Patients newly prescribed OOA are in a particularly vulnerable situation. Oncology nurses are at the front line for patient education. Nurses play a critical role in making sure patients understand the information being discussed with them when OOA therapy is initiated, but also at subsequent visits. Open communication and reinforced education are the keys to success in patients managing OOA regimens, and oncology nurses are the perfect facilitators to make this happen.

References

1. Bassan F, Peter F, Houbre B, et al. Adherence to oral antineoplastic agents by cancer patients: definition and literature review. Eur J Cancer Care. 2014;23(1):22-35.

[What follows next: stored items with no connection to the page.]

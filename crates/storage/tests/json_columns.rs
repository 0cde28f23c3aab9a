use shared::domain::{
    AdmissionStatus, BatchId, Candidate, CandidateId, Gender, Medium, PaymentStatus,
    PersonalDetails, TravelDetails, TravelMode, UserId,
};
use storage::Storage;

#[tokio::test]
async fn nested_detail_blobs_survive_storage() {
    let storage = Storage::new("sqlite::memory:").await.expect("db");
    let candidate = Candidate {
        id: CandidateId::from("ADM-2024-4821"),
        batch_id: BatchId::from("batch-1"),
        executive_id: UserId::from("user-exec"),
        status: AdmissionStatus::Confirmed,
        payment_status: PaymentStatus::AdvancePaid,
        notes: "needs hostel".into(),
        personal_details: PersonalDetails {
            full_name: "Sana Fatima".into(),
            email: "sana@example.com".into(),
            gender: Gender::Female,
            qualification: "B.A.".into(),
            medium: Medium::Urdu,
            ..Default::default()
        },
        contact_details: Default::default(),
        address_details: Default::default(),
        travel_details: TravelDetails {
            mode: TravelMode::Train,
            arrival_date: "2024-06-01".into(),
            arrival_time: "09:30".into(),
            pickup_required: true,
        },
        documents: Default::default(),
        payment_history: Vec::new(),
        created_at: 1,
        updated_at: 1,
    };
    storage.upsert_candidate(&candidate).await.expect("insert");

    let raw: String = sqlx::query_scalar("SELECT travel_details FROM candidates WHERE id = ?")
        .bind("ADM-2024-4821")
        .fetch_one(storage.pool())
        .await
        .expect("raw");
    let json: serde_json::Value = serde_json::from_str(&raw).expect("json");
    assert_eq!(json["mode"], "Train");
    assert_eq!(json["pickupRequired"], true);

    let loaded = storage
        .get_candidate(&candidate.id)
        .await
        .expect("get")
        .expect("exists");
    assert_eq!(loaded, candidate);
}
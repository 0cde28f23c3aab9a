use chrono::{DateTime, NaiveDate, Utc};
use serde::{Deserialize, Serialize};

use crate::{
    domain::{AdmissionStatus, Batch, BatchId, Candidate, Millis, PaymentStatus, User, UserId, UserRole},
    ledger::total_paid,
    query::visible_to,
};

const DAY_MILLIS: i64 = 24 * 60 * 60 * 1000;

#[derive(Debug, Clone, Copy, PartialEq, Eq, Default, Serialize, Deserialize)]
#[serde(rename_all = "snake_case")]
pub enum TimeRange {
    Today,
    Week,
    #[default]
    Month,
    Custom,
    All,
}

/// Inclusive `createdAt` bounds. Open ends are unbounded.
#[derive(Debug, Clone, Copy, PartialEq, Eq, Default, Serialize, Deserialize)]
#[serde(rename_all = "camelCase")]
pub struct TimeWindow {
    pub start: Option<Millis>,
    pub end: Option<Millis>,
}

impl TimeWindow {
    pub fn resolve(
        range: TimeRange,
        custom_start: Option<&str>,
        custom_end: Option<&str>,
        now: Millis,
    ) -> Result<Self, String> {
        let window = match range {
            TimeRange::All => Self::default(),
            TimeRange::Today => Self {
                start: Some(start_of_utc_day(now)?),
                end: None,
            },
            TimeRange::Week => Self {
                start: Some(now - 7 * DAY_MILLIS),
                end: None,
            },
            TimeRange::Month => Self {
                start: Some(now - 30 * DAY_MILLIS),
                end: None,
            },
            TimeRange::Custom => {
                let start = custom_start.map(str::trim).filter(|s| !s.is_empty());
                let end = custom_end.map(str::trim).filter(|s| !s.is_empty());
                match (start, end) {
                    (Some(start), Some(end)) => {
                        let start = parse_day(start)?;
                        let end = parse_day(end)?;
                        if end < start {
                            return Err("custom range end is before start".into());
                        }
                        Self {
                            start: Some(day_start_millis(start)?),
                            end: Some(day_end_millis(end)?),
                        }
                    }
                    _ => Self::default(),
                }
            }
        };
        Ok(window)
    }

    pub fn contains(&self, timestamp: Millis) -> bool {
        self.start.map_or(true, |start| timestamp >= start)
            && self.end.map_or(true, |end| timestamp <= end)
    }
}

fn parse_day(raw: &str) -> Result<NaiveDate, String> {
    NaiveDate::parse_from_str(raw, "%Y-%m-%d").map_err(|_| format!("invalid date '{raw}', expected YYYY-MM-DD"))
}

fn day_start_millis(day: NaiveDate) -> Result<Millis, String> {
    day.and_hms_opt(0, 0, 0)
        .map(|dt| dt.and_utc().timestamp_millis())
        .ok_or_else(|| format!("invalid day {day}"))
}

fn day_end_millis(day: NaiveDate) -> Result<Millis, String> {
    day.and_hms_milli_opt(23, 59, 59, 999)
        .map(|dt| dt.and_utc().timestamp_millis())
        .ok_or_else(|| format!("invalid day {day}"))
}

fn start_of_utc_day(now: Millis) -> Result<Millis, String> {
    let now = DateTime::<Utc>::from_timestamp_millis(now).ok_or("timestamp out of range")?;
    day_start_millis(now.date_naive())
}

#[derive(Debug, Clone, Copy, PartialEq, Eq, Default, Serialize, Deserialize)]
#[serde(rename_all = "camelCase")]
pub struct DashboardStats {
    pub total_admissions: u64,
    pub advance_paid: u64,
    pub fully_paid: u64,
    pub total_revenue: i64,
    pub pending_balance: i64,
}

#[derive(Debug, Clone, PartialEq, Eq, Serialize, Deserialize)]
#[serde(rename_all = "camelCase")]
pub struct BatchCount {
    pub batch_id: BatchId,
    pub name: String,
    pub count: u64,
}

#[derive(Debug, Clone, Copy, PartialEq, Eq, Default, Serialize, Deserialize)]
#[serde(rename_all = "camelCase")]
pub struct StatusMix {
    pub confirmed: u64,
    pub deferred: u64,
    pub cancelled: u64,
}

#[derive(Debug, Clone, PartialEq, Eq, Serialize, Deserialize)]
#[serde(rename_all = "camelCase")]
pub struct ExecutivePerformance {
    pub id: UserId,
    pub name: String,
    pub admissions: u64,
}

#[derive(Debug, Clone, PartialEq, Serialize, Deserialize)]
#[serde(rename_all = "camelCase")]
pub struct DashboardReport {
    pub window: TimeWindow,
    pub stats: DashboardStats,
    pub batch_distribution: Vec<BatchCount>,
    pub status_mix: StatusMix,
    pub executive_performance: Vec<ExecutivePerformance>,
}

pub fn build_report(
    viewer: Option<&User>,
    candidates: &[Candidate],
    batches: &[Batch],
    users: &[User],
    window: TimeWindow,
    total_fee: i64,
) -> DashboardReport {
    let in_scope: Vec<&Candidate> = candidates
        .iter()
        .filter(|c| visible_to(viewer, c) && window.contains(c.created_at))
        .collect();

    let count = |pred: fn(&Candidate) -> bool| count_where(&in_scope, pred);

    let total_revenue = in_scope
        .iter()
        .fold(0i64, |sum, c| sum.saturating_add(total_paid(&c.payment_history)));
    let billable = i64::try_from(count(|c| !c.is_cancelled())).unwrap_or(i64::MAX);

    let stats = DashboardStats {
        total_admissions: count(|c| c.status == AdmissionStatus::Confirmed),
        advance_paid: count(|c| c.payment_status == PaymentStatus::AdvancePaid),
        fully_paid: count(|c| c.payment_status == PaymentStatus::FullyPaid),
        total_revenue,
        pending_balance: billable.saturating_mul(total_fee).saturating_sub(total_revenue),
    };

    let batch_distribution = batches
        .iter()
        .map(|batch| BatchCount {
            batch_id: batch.id.clone(),
            name: batch.name.clone(),
            count: count_where(&in_scope, |c| c.batch_id == batch.id),
        })
        .collect();

    let status_mix = StatusMix {
        confirmed: count(|c| c.status == AdmissionStatus::Confirmed),
        deferred: count(|c| c.status == AdmissionStatus::Deferred),
        cancelled: count(|c| c.status == AdmissionStatus::Cancelled),
    };

    let mut executive_performance: Vec<ExecutivePerformance> = users
        .iter()
        .filter(|u| u.role == UserRole::Executive)
        .map(|exec| ExecutivePerformance {
            id: exec.id.clone(),
            name: exec.name.clone(),
            admissions: count_where(&in_scope, |c| c.executive_id == exec.id),
        })
        .collect();
    executive_performance.sort_by(|a, b| b.admissions.cmp(&a.admissions).then_with(|| a.name.cmp(&b.name)));

    DashboardReport {
        window,
        stats,
        batch_distribution,
        status_mix,
        executive_performance,
    }
}

fn count_where(candidates: &[&Candidate], pred: impl Fn(&Candidate) -> bool) -> u64 {
    candidates.iter().filter(|&&c| pred(c)).count() as u64
}

#[cfg(test)]
#[path = "tests/dashboard_tests.rs"]
mod tests;
use serde::{Deserialize, Serialize};

macro_rules! id_newtype {
    ($name:ident, $prefix:literal) => {
        #[derive(Debug, Clone, Default, PartialEq, Eq, Hash, PartialOrd, Ord, Serialize, Deserialize)]
        #[serde(transparent)]
        pub struct $name(pub String);

        impl $name {
            pub fn generate() -> Self {
                Self(format!("{}-{}", $prefix, uuid::Uuid::new_v4().simple()))
            }

            pub fn as_str(&self) -> &str {
                &self.0
            }

            pub fn is_blank(&self) -> bool {
                self.0.trim().is_empty()
            }
        }

        impl std::fmt::Display for $name {
            fn fmt(&self, f: &mut std::fmt::Formatter<'_>) -> std::fmt::Result {
                f.write_str(&self.0)
            }
        }

        impl From<&str> for $name {
            fn from(value: &str) -> Self {
                Self(value.to_string())
            }
        }
    };
}

id_newtype!(UserId, "user");
id_newtype!(BatchId, "batch");
id_newtype!(CandidateId, "ADM");
id_newtype!(PaymentId, "pay");
id_newtype!(AuditLogId, "audit");

/// Unix epoch milliseconds.
pub type Millis = i64;

pub fn now_millis() -> Millis {
    chrono::Utc::now().timestamp_millis()
}

#[derive(Debug, Clone, Copy, PartialEq, Eq, Hash, Serialize, Deserialize)]
#[serde(rename_all = "SCREAMING_SNAKE_CASE")]
pub enum UserRole {
    SuperAdmin,
    Executive,
    ViewOnly,
}

impl UserRole {
    pub fn as_str(self) -> &'static str {
        match self {
            Self::SuperAdmin => "SUPER_ADMIN",
            Self::Executive => "EXECUTIVE",
            Self::ViewOnly => "VIEW_ONLY",
        }
    }

    pub fn parse(raw: &str) -> Option<Self> {
        match raw {
            "SUPER_ADMIN" => Some(Self::SuperAdmin),
            "EXECUTIVE" => Some(Self::Executive),
            "VIEW_ONLY" => Some(Self::ViewOnly),
            _ => None,
        }
    }

    /// Executives only ever see the candidates they own.
    pub fn sees_all_candidates(self) -> bool {
        !matches!(self, Self::Executive)
    }

    pub fn can_edit_candidates(self) -> bool {
        matches!(self, Self::SuperAdmin | Self::Executive)
    }

    pub fn is_admin(self) -> bool {
        matches!(self, Self::SuperAdmin)
    }
}

#[derive(Debug, Clone, Copy, PartialEq, Eq, Hash, Default, Serialize, Deserialize)]
#[serde(rename_all = "SCREAMING_SNAKE_CASE")]
pub enum AdmissionStatus {
    #[default]
    Confirmed,
    Deferred,
    Cancelled,
}

impl AdmissionStatus {
    pub fn as_str(self) -> &'static str {
        match self {
            Self::Confirmed => "CONFIRMED",
            Self::Deferred => "DEFERRED",
            Self::Cancelled => "CANCELLED",
        }
    }

    pub fn parse(raw: &str) -> Option<Self> {
        match raw {
            "CONFIRMED" => Some(Self::Confirmed),
            "DEFERRED" => Some(Self::Deferred),
            "CANCELLED" => Some(Self::Cancelled),
            _ => None,
        }
    }
}

#[derive(Debug, Clone, Copy, PartialEq, Eq, Hash, Default, Serialize, Deserialize)]
#[serde(rename_all = "SCREAMING_SNAKE_CASE")]
pub enum PaymentStatus {
    #[default]
    AdvancePaid,
    FullyPaid,
    Deferred,
    Cancelled,
}

impl PaymentStatus {
    pub fn as_str(self) -> &'static str {
        match self {
            Self::AdvancePaid => "ADVANCE_PAID",
            Self::FullyPaid => "FULLY_PAID",
            Self::Deferred => "DEFERRED",
            Self::Cancelled => "CANCELLED",
        }
    }

    pub fn parse(raw: &str) -> Option<Self> {
        match raw {
            "ADVANCE_PAID" => Some(Self::AdvancePaid),
            "FULLY_PAID" => Some(Self::FullyPaid),
            "DEFERRED" => Some(Self::Deferred),
            "CANCELLED" => Some(Self::Cancelled),
            _ => None,
        }
    }

    /// Statuses set by hand that payment history never overrides.
    pub fn is_manual_override(self) -> bool {
        matches!(self, Self::Deferred | Self::Cancelled)
    }
}

#[derive(Debug, Clone, PartialEq, Eq, Serialize, Deserialize)]
#[serde(rename_all = "camelCase")]
pub struct User {
    #[serde(default)]
    pub id: UserId,
    pub username: String,
    pub name: String,
    pub role: UserRole,
    #[serde(default = "default_true")]
    pub is_active: bool,
}

fn default_true() -> bool {
    true
}

#[derive(Debug, Clone, PartialEq, Eq, Serialize, Deserialize)]
#[serde(rename_all = "camelCase")]
pub struct Batch {
    #[serde(default = "BatchId::generate")]
    pub id: BatchId,
    pub name: String,
    pub max_seats: u32,
    #[serde(default)]
    pub created_at: Millis,
}

#[derive(Debug, Clone, PartialEq, Eq, Serialize, Deserialize)]
#[serde(rename_all = "camelCase")]
pub struct PaymentEntry {
    pub id: PaymentId,
    pub amount: i64,
    pub utr: String,
    #[serde(default)]
    pub screenshot: String,
    pub date: Millis,
    pub executive_id: UserId,
    #[serde(default)]
    pub executive_name: String,
}

#[derive(Debug, Clone, PartialEq, Eq, Serialize, Deserialize)]
#[serde(rename_all = "camelCase")]
pub struct AuditLog {
    pub id: AuditLogId,
    pub timestamp: Millis,
    pub action: String,
    pub user_id: UserId,
    pub user_name: String,
    pub details: String,
}

#[derive(Debug, Clone, Copy, PartialEq, Eq, Default, Serialize, Deserialize)]
pub enum Gender {
    #[default]
    Male,
    Female,
}

#[derive(Debug, Clone, Copy, PartialEq, Eq, Default, Serialize, Deserialize)]
pub enum Medium {
    Hindi,
    #[default]
    English,
    Urdu,
}

#[derive(Debug, Clone, Copy, PartialEq, Eq, Default, Serialize, Deserialize)]
pub enum TravelMode {
    Train,
    Flight,
    Bus,
    #[default]
    None,
}

#[derive(Debug, Clone, PartialEq, Eq, Serialize, Deserialize)]
#[serde(default)]
pub struct DateOfBirth {
    pub day: String,
    pub month: String,
    pub year: String,
}

impl Default for DateOfBirth {
    fn default() -> Self {
        Self {
            day: "01".into(),
            month: "01".into(),
            year: "2000".into(),
        }
    }
}

#[derive(Debug, Clone, PartialEq, Eq, Default, Serialize, Deserialize)]
#[serde(default, rename_all = "camelCase")]
pub struct PersonalDetails {
    pub full_name: String,
    pub email: String,
    pub gender: Gender,
    pub dob: DateOfBirth,
    pub qualification: String,
    pub medium: Medium,
}

#[derive(Debug, Clone, PartialEq, Eq, Default, Serialize, Deserialize)]
#[serde(default, rename_all = "camelCase")]
pub struct ContactDetails {
    pub calling_number: String,
    pub whatsapp_number: String,
    pub emergency_contact: String,
}

#[derive(Debug, Clone, PartialEq, Eq, Serialize, Deserialize)]
#[serde(default, rename_all = "camelCase")]
pub struct AddressDetails {
    pub country: String,
    pub address: String,
    pub state: String,
    pub city: String,
    pub pincode: String,
}

impl Default for AddressDetails {
    fn default() -> Self {
        Self {
            country: "India".into(),
            address: String::new(),
            state: String::new(),
            city: String::new(),
            pincode: String::new(),
        }
    }
}

#[derive(Debug, Clone, PartialEq, Eq, Default, Serialize, Deserialize)]
#[serde(default, rename_all = "camelCase")]
pub struct TravelDetails {
    pub mode: TravelMode,
    pub arrival_date: String,
    pub arrival_time: String,
    pub pickup_required: bool,
}

#[derive(Debug, Clone, PartialEq, Eq, Default, Serialize, Deserialize)]
#[serde(default, rename_all = "camelCase")]
pub struct Documents {
    pub aadhar_card: String,
}

#[derive(Debug, Clone, PartialEq, Eq, Serialize, Deserialize)]
#[serde(rename_all = "camelCase")]
pub struct Candidate {
    #[serde(default = "CandidateId::generate")]
    pub id: CandidateId,
    #[serde(default)]
    pub batch_id: BatchId,
    #[serde(default)]
    pub executive_id: UserId,
    #[serde(default)]
    pub status: AdmissionStatus,
    #[serde(default)]
    pub payment_status: PaymentStatus,
    #[serde(default)]
    pub notes: String,
    #[serde(default)]
    pub personal_details: PersonalDetails,
    #[serde(default)]
    pub contact_details: ContactDetails,
    #[serde(default)]
    pub address_details: AddressDetails,
    #[serde(default)]
    pub travel_details: TravelDetails,
    #[serde(default)]
    pub documents: Documents,
    #[serde(default)]
    pub payment_history: Vec<PaymentEntry>,
    #[serde(default)]
    pub created_at: Millis,
    #[serde(default)]
    pub updated_at: Millis,
}

impl Candidate {
    pub fn is_cancelled(&self) -> bool {
        self.status == AdmissionStatus::Cancelled
    }
}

2. Arber A, Odelius A, Williams P, et al. Do patients on oral chemotherapy have sufficient knowledge for optimal adherence? A mixed methods study. Eur J Cancer Care. 2017;26(2). doi: 10.1111/ecc.12413.

3. Ruddy K, Mayer E, Partridge A. Patient adherence and persistence with oral anticancer treatment. CA Cancer J Clin. 2009;59(1):56-66.

4. Hall AE, Paul C, Bryant J, et al. To adhere or not to adhere: Rates and reasons of medication adherence in hematological cancer patients. Crit Rev Oncol Hematol. 2016;97:247-262.

5. Accordino MK, Hershman DL. Disparities and challenges in adherence to oral antineoplastic agents. Am Soc Clin Oncol Educ Book. 2013;271-276.

6. Verbrugghe M, Duprez V, Beeckman D, et al. Factors influencing adherence in cancer patients taking oral tyrosine kinase inhibitors: a qualitative study. Cancer Nurs. 2016;39(2):153-162.

7. George J, Phun YT, Bailey MJ, et al. Development and validation of the medication regimen complexity index. Ann Pharmacother. 2004;38(9):1369-1376.

8. Lee C, Grigorian M, Nolan R, et al. A retrospective study of direct cost to patients associated with the use of oral oncology medications for the treatment of multiple myeloma. J Med Econ. 2016;19(4):397-402.

9. Esper P. Identifying Strategies to Optimize Care With Oral Cancer Therapy. Clinical journal of oncology nursing. 2013;17:629-36.

10. Bettencourt E. Oral chemotherapy—What Your Patients Need to Know. Association of Community Cancer Centers. 2014. https://www.accc-cancer.org/oncology_issues/articles/ND14/ND14-Oral-Chemotherapy-What-Your-Patients-Need-to-Know.pdf. Accessed May 16, 2017.

11. Williams GR, Mackenzie A, Magnuson A, et al. Comorbidity in older adults with cancer. J Geriatr Oncol. 2016;7(4):249-257.

12. Given BA, Spoelstra SL, Grant M. The challenges of oral agents as antineoplastic treatments. Semin Oncol Nurs. 2011;27(2):93-103.